“The aim of art is to represent not the outward appearance of things, but their inward significance.”
“Paradoxically though it may seem, it is none the less true that life imitates art far more than art imitates life.”
― Oscar Wilde
“Any form of art is a form of power; it has impact, it can affect change – it can not only move us, it makes us move .”
― Ossie Davis
EACH MONTH THE DAYBORO ART GALLERY SHARES WITH YOU SOME OF THE FINER POINTS OF OUR BRILLIANT ARTIST AND ART ITSELF. LEARN ABOUT THEIR PASSIONS, MOTIVATION AND UNIQUE ASPECTS TO THEIR STYLES AND TECHNIQUS. INDULGE IN OUR ARTS COMMUNITY AND IN DOING SO BECOME PART OF THE FAMILY
Sally has lifetime of engagement with arts practice. She worked as studio assistant for renowned Australian artist Charles Blackman, trained under 2 times winner of the Archibald Prize, the extraordinary William Robinson, had an exceptional career in arts education including positions with QUT, Queensland Art Gallery, and was Head of St Peters Lutheran College. She is widely exhibited nationally and overseas. She has won major art prizes, including the James Hardy Prize for drawing. Sally's work is inspired by Egyptian tomb paintings, Chinese landscape scrolls and comic strips. She aims to paint in a style which is exhuberant, peaceful, and captures her love for the Australian wilderness or unique vision of an exotic landscape.
Ryan Cook, our youngest member, a painter and illustrator, who is hoping to turn his lifelong hobby into a career. Ryan is currently studying for a Bachelor of Fine Arts and is very active within the Brisbane arts community, getting involved in live art painting, producing shirts and art prints as well as public speaking. Ryan says he expresses his ideas and himself through his art. "I flow and grow most of the time and feel that my work does the same. I use bold lines and gestural forms which I think take on their own life".
Emma Comben has been painting for 20yrs and completed a QUT Bachelor of Creative Industries in 2013. She has done a number of commission works and competed in various art awards across QLD. Impressionism, working with soft pastels, charcoals, acrylics and oils, is her artistic style. She says her work is an expression of her emotions and creativity, an experimentation with colours, textures and various mediums to form a signature art style that is unique. She contemplates ideas for her next subject for weeks before touching paint or brush. "I need to feel inspired to paint otherwise I feel like I am doing the artwork an injustice. Skill and technique are important factors in the art world, and my hope is that when you reflect upon my work, you will feel the emotion of each painting and passion that has gone into creating it".
DAG Artistic Insights - COLOUR
Colour!
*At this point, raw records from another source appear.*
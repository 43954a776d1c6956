//! Sheet assembly.
//!
//! [`GridGeometry`] resolves where every cell, the header band and the footer
//! band live on the output raster. [`Canvas`] owns that raster, fits accepted
//! frames into their cells, and decorates tiles with edges and drop shadows.
//!
//! Column boundaries are computed by integer division of the available width,
//! so the remainder is spread one pixel at a time over the columns and the
//! sheet is always exactly the requested width.

use image::{
    DynamicImage, Pixel, Rgba, RgbaImage, RgbImage,
    imageops::{self, FilterType},
};

use crate::{
    acceptor::AcceptedFrame,
    configuration::{FitPolicy, LayoutSpec},
    error::SheetError,
    metadata::MediaInfo,
};

/// Shadow colour blended beneath tiles.
const TILE_SHADOW: Rgba<u8> = Rgba([0, 0, 0, 96]);

/// An axis-aligned pixel rectangle.
#[derive(Debug, Clone, Copy, PartialEq, Eq, Default)]
pub struct Rect {
    pub x: u32,
    pub y: u32,
    pub width: u32,
    pub height: u32,
}

impl Rect {
    pub fn new(x: u32, y: u32, width: u32, height: u32) -> Self {
        Self {
            x,
            y,
            width,
            height,
        }
    }

    /// Exclusive right edge.
    pub fn right(&self) -> u32 {
        self.x + self.width
    }

    /// Exclusive bottom edge.
    pub fn bottom(&self) -> u32 {
        self.y + self.height
    }
}

/// Resolved layout of one sheet.
#[derive(Debug, Clone, PartialEq)]
pub struct GridGeometry {
    columns: u32,
    rows: u32,
    column_offsets: Vec<u32>,
    column_widths: Vec<u32>,
    cell_height: u32,
    gap: u32,
    margin: u32,
    header_height: u32,
    footer_height: u32,
    width: u32,
    height: u32,
}

impl GridGeometry {
    /// Resolve the geometry for a `columns` × `rows` grid.
    ///
    /// `header` and `footer` are the heights of the info bands above and
    /// below the grid (0 when absent).
    ///
    /// # Errors
    ///
    /// Returns [`SheetError::InvalidLayout`] if the grid is empty or the
    /// output width leaves no room for the cells.
    pub fn new(
        columns: u32,
        rows: u32,
        info: &MediaInfo,
        spec: &LayoutSpec,
        header: u32,
        footer: u32,
    ) -> Result<Self, SheetError> {
        if columns == 0 || rows == 0 {
            return Err(SheetError::InvalidLayout(format!(
                "grid {columns}x{rows} has no cells"
            )));
        }

        let width = if spec.output_width == 0 {
            columns.saturating_mul(info.display_width())
        } else {
            spec.output_width
        };

        let chrome = 2 * spec.margin + (columns + 1) * spec.gap;
        if width <= chrome || width - chrome < columns {
            return Err(SheetError::InvalidLayout(format!(
                "output width {width} leaves no room for {columns} columns"
            )));
        }
        let available = width - chrome;

        let boundary = |column: u32| (available as u64 * column as u64 / columns as u64) as u32;
        let column_offsets: Vec<u32> = (0..columns)
            .map(|column| spec.margin + spec.gap * (column + 1) + boundary(column))
            .collect();
        let column_widths: Vec<u32> = (0..columns)
            .map(|column| boundary(column + 1) - boundary(column))
            .collect();

        let aspect = spec
            .aspect_ratio
            .filter(|ratio| ratio.is_finite() && *ratio > 0.0)
            .unwrap_or_else(|| info.display_aspect_ratio());
        let base_width = available / columns;
        let cell_height = ((base_width as f64 / aspect).round() as u32)
            .max(spec.min_height)
            .max(1);

        let height = 2 * spec.margin
            + header
            + footer
            + rows * cell_height
            + (rows + 1) * spec.gap;

        log::debug!(
            "Grid {columns}x{rows}: sheet {width}x{height}, cell {base_width}x{cell_height}, header {header}, footer {footer}"
        );

        Ok(Self {
            columns,
            rows,
            column_offsets,
            column_widths,
            cell_height,
            gap: spec.gap,
            margin: spec.margin,
            header_height: header,
            footer_height: footer,
            width,
            height,
        })
    }

    pub fn columns(&self) -> u32 {
        self.columns
    }

    pub fn rows(&self) -> u32 {
        self.rows
    }

    /// Number of cells.
    pub fn capacity(&self) -> usize {
        self.columns as usize * self.rows as usize
    }

    /// Sheet width in pixels.
    pub fn width(&self) -> u32 {
        self.width
    }

    /// Sheet height in pixels.
    pub fn height(&self) -> u32 {
        self.height
    }

    /// Height of every cell.
    pub fn cell_height(&self) -> u32 {
        self.cell_height
    }

    /// Rectangle of the cell at row-major `index`, or `None` past the grid.
    pub fn cell_rect(&self, index: usize) -> Option<Rect> {
        if index >= self.capacity() {
            return None;
        }
        let row = (index / self.columns as usize) as u32;
        let column = index % self.columns as usize;
        let y = self.margin + self.header_height + self.gap + row * (self.cell_height + self.gap);
        Some(Rect::new(
            self.column_offsets[column],
            y,
            self.column_widths[column],
            self.cell_height,
        ))
    }

    /// The band above the grid, if any.
    pub fn header_rect(&self) -> Option<Rect> {
        (self.header_height > 0).then(|| {
            Rect::new(
                self.margin,
                self.margin,
                self.width - 2 * self.margin,
                self.header_height,
            )
        })
    }

    /// The band below the grid, if any.
    pub fn footer_rect(&self) -> Option<Rect> {
        (self.footer_height > 0).then(|| {
            Rect::new(
                self.margin,
                self.height - self.margin - self.footer_height,
                self.width - 2 * self.margin,
                self.footer_height,
            )
        })
    }
}

/// The output raster being assembled.
pub struct Canvas {
    image: RgbaImage,
    geometry: GridGeometry,
    background: Rgba<u8>,
    fit: FitPolicy,
    aspect_override: bool,
    edge: u32,
    edge_color: Rgba<u8>,
    tile_shadow: u32,
}

impl std::fmt::Debug for Canvas {
    fn fmt(&self, f: &mut std::fmt::Formatter<'_>) -> std::fmt::Result {
        f.debug_struct("Canvas")
            .field("geometry", &self.geometry)
            .field("fit", &self.fit)
            .finish_non_exhaustive()
    }
}

impl Canvas {
    /// Allocate a sheet filled with the background colour.
    pub fn new(geometry: GridGeometry, spec: &LayoutSpec) -> Self {
        let alpha = if spec.transparent_background { 0 } else { 255 };
        let background = Rgba([
            spec.background.r,
            spec.background.g,
            spec.background.b,
            alpha,
        ]);
        let image = RgbaImage::from_pixel(geometry.width(), geometry.height(), background);
        let edge_color = Rgba([spec.edge_color.r, spec.edge_color.g, spec.edge_color.b, 255]);

        Self {
            image,
            geometry,
            background,
            fit: spec.fit,
            aspect_override: spec.aspect_ratio.is_some(),
            edge: spec.edge,
            edge_color,
            tile_shadow: spec.tile_shadow,
        }
    }

    pub fn geometry(&self) -> &GridGeometry {
        &self.geometry
    }

    /// Rectangle of a cell.
    pub fn cell_rect(&self, cell: usize) -> Option<Rect> {
        self.geometry.cell_rect(cell)
    }

    pub(crate) fn image_mut(&mut self) -> &mut RgbaImage {
        &mut self.image
    }

    /// Fit `frame` into `cell` and blit it. The raster is dropped afterwards.
    ///
    /// # Errors
    ///
    /// Returns [`SheetError::InvalidLayout`] if `cell` is outside the grid.
    pub fn place(&mut self, cell: usize, frame: AcceptedFrame) -> Result<Rect, SheetError> {
        let rect = self.checked_cell(cell)?;
        let tile = self.fit_frame(&frame.image, rect.width, rect.height);
        self.draw_shadow(rect);
        imageops::replace(&mut self.image, &tile, rect.x as i64, rect.y as i64);
        self.draw_edge(rect);
        Ok(rect)
    }

    /// Paint `cell` as a blank filler tile.
    ///
    /// # Errors
    ///
    /// Returns [`SheetError::InvalidLayout`] if `cell` is outside the grid.
    pub fn fill_blank(&mut self, cell: usize) -> Result<Rect, SheetError> {
        let rect = self.checked_cell(cell)?;
        self.draw_shadow(rect);
        self.fill_rect(rect, self.background);
        self.draw_edge(rect);
        Ok(rect)
    }

    /// Copy of the pixels currently in `cell`.
    pub fn cell_image(&self, cell: usize) -> Option<RgbaImage> {
        let rect = self.cell_rect(cell)?;
        Some(imageops::crop_imm(&self.image, rect.x, rect.y, rect.width, rect.height).to_image())
    }

    /// Finish the sheet and hand over the raster.
    pub fn finalize(self) -> RgbaImage {
        self.image
    }

    /// Scale `frame` to exactly `width` × `height` following the fit policy.
    pub fn fit_frame(&self, frame: &RgbImage, width: u32, height: u32) -> RgbaImage {
        let source = DynamicImage::ImageRgb8(frame.clone()).into_rgba8();
        let (frame_width, frame_height) = source.dimensions();
        if frame_width == 0 || frame_height == 0 {
            return RgbaImage::from_pixel(width, height, self.background);
        }

        let scale_x = width as f64 / frame_width as f64;
        let scale_y = height as f64 / frame_height as f64;

        let scaled = |scale: f64| {
            (
                ((frame_width as f64 * scale).round() as u32).max(1),
                ((frame_height as f64 * scale).round() as u32).max(1),
            )
        };

        match self.fit {
            FitPolicy::Stretch => imageops::resize(&source, width, height, FilterType::Triangle),
            FitPolicy::Letterbox => {
                let (fit_width, fit_height) = scaled(scale_x.min(scale_y));
                let (fit_width, fit_height) = (fit_width.min(width), fit_height.min(height));
                // Frames whose aspect already matches the cell are stretched
                // to avoid one-pixel slivers of padding.
                if !self.aspect_override
                    && width - fit_width <= 1
                    && height - fit_height <= 1
                {
                    return imageops::resize(&source, width, height, FilterType::Triangle);
                }
                let resized = imageops::resize(&source, fit_width, fit_height, FilterType::Triangle);
                let mut tile = RgbaImage::from_pixel(width, height, self.background);
                imageops::replace(
                    &mut tile,
                    &resized,
                    ((width - fit_width) / 2) as i64,
                    ((height - fit_height) / 2) as i64,
                );
                tile
            }
            FitPolicy::Crop => {
                let (fill_width, fill_height) = scaled(scale_x.max(scale_y));
                let (fill_width, fill_height) = (fill_width.max(width), fill_height.max(height));
                let resized = imageops::resize(&source, fill_width, fill_height, FilterType::Triangle);
                imageops::crop_imm(
                    &resized,
                    (fill_width - width) / 2,
                    (fill_height - height) / 2,
                    width,
                    height,
                )
                .to_image()
            }
        }
    }

    fn checked_cell(&self, cell: usize) -> Result<Rect, SheetError> {
        self.cell_rect(cell).ok_or_else(|| {
            SheetError::InvalidLayout(format!(
                "cell {cell} is outside the {}x{} grid",
                self.geometry.columns(),
                self.geometry.rows()
            ))
        })
    }

    fn fill_rect(&mut self, rect: Rect, color: Rgba<u8>) {
        let right = rect.right().min(self.image.width());
        let bottom = rect.bottom().min(self.image.height());
        for y in rect.y..bottom {
            for x in rect.x..right {
                self.image.put_pixel(x, y, color);
            }
        }
    }

    fn draw_shadow(&mut self, rect: Rect) {
        if self.tile_shadow == 0 {
            return;
        }
        let shadow = Rect::new(
            rect.x + self.tile_shadow,
            rect.y + self.tile_shadow,
            rect.width,
            rect.height,
        );
        let right = shadow.right().min(self.image.width());
        let bottom = shadow.bottom().min(self.image.height());
        for y in shadow.y..bottom {
            for x in shadow.x..right {
                self.image.get_pixel_mut(x, y).blend(&TILE_SHADOW);
            }
        }
    }

    fn draw_edge(&mut self, rect: Rect) {
        let edge = self.edge.min(rect.width / 2).min(rect.height / 2);
        if edge == 0 {
            return;
        }
        let color = self.edge_color;
        self.fill_rect(Rect::new(rect.x, rect.y, rect.width, edge), color);
        self.fill_rect(
            Rect::new(rect.x, rect.bottom() - edge, rect.width, edge),
            color,
        );
        self.fill_rect(Rect::new(rect.x, rect.y, edge, rect.height), color);
        self.fill_rect(
            Rect::new(rect.right() - edge, rect.y, edge, rect.height),
            color,
        );
    }
}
Lots of colour. Doesn't matter the medium or style bright colours will transform your mood. The role of colour or even its absence is extremely valuable and varied.
Take, for example, the soft earthy tones of Sally Chandlers Bottlebrush as compared to the intense blues and greens in her ship piece. Both are different in style, and yet in both, they have the warm red browns and oranges creating the harmony and unifying the scene, while the blues and greens create the contrast and depth to each image.
Now to the extreme (Ryans and Emma's bright pieces), vibrant, intense, bold and solid and yet still creating harmony within each image. The colour is the jell within the images, while the form is the story. Emma's almost abstract use of vivid colours of the sun over water is uplifting, and not jarring (as one would expect when so intense) due to her blending of line and colours, and becomes soothing. While Ryans dancing swirls of colour are contrasted with hard lines, creating movement and almost an excitement.
The mere absence of colour is just as powerful, taking colour completely out shifts the focus "makes you concentrate on elements such as composition, value, lighting and form. Of course, colour is a vital step, but the benefit of black and white is that you can focus on the image as a whole" (Charlie Bowater). for example, Emma Comben's black and white head below, the depth is still in the contrast, but the varied tones add the depth and movement, the image becomes more defined, and the focus is not distracted (by colour)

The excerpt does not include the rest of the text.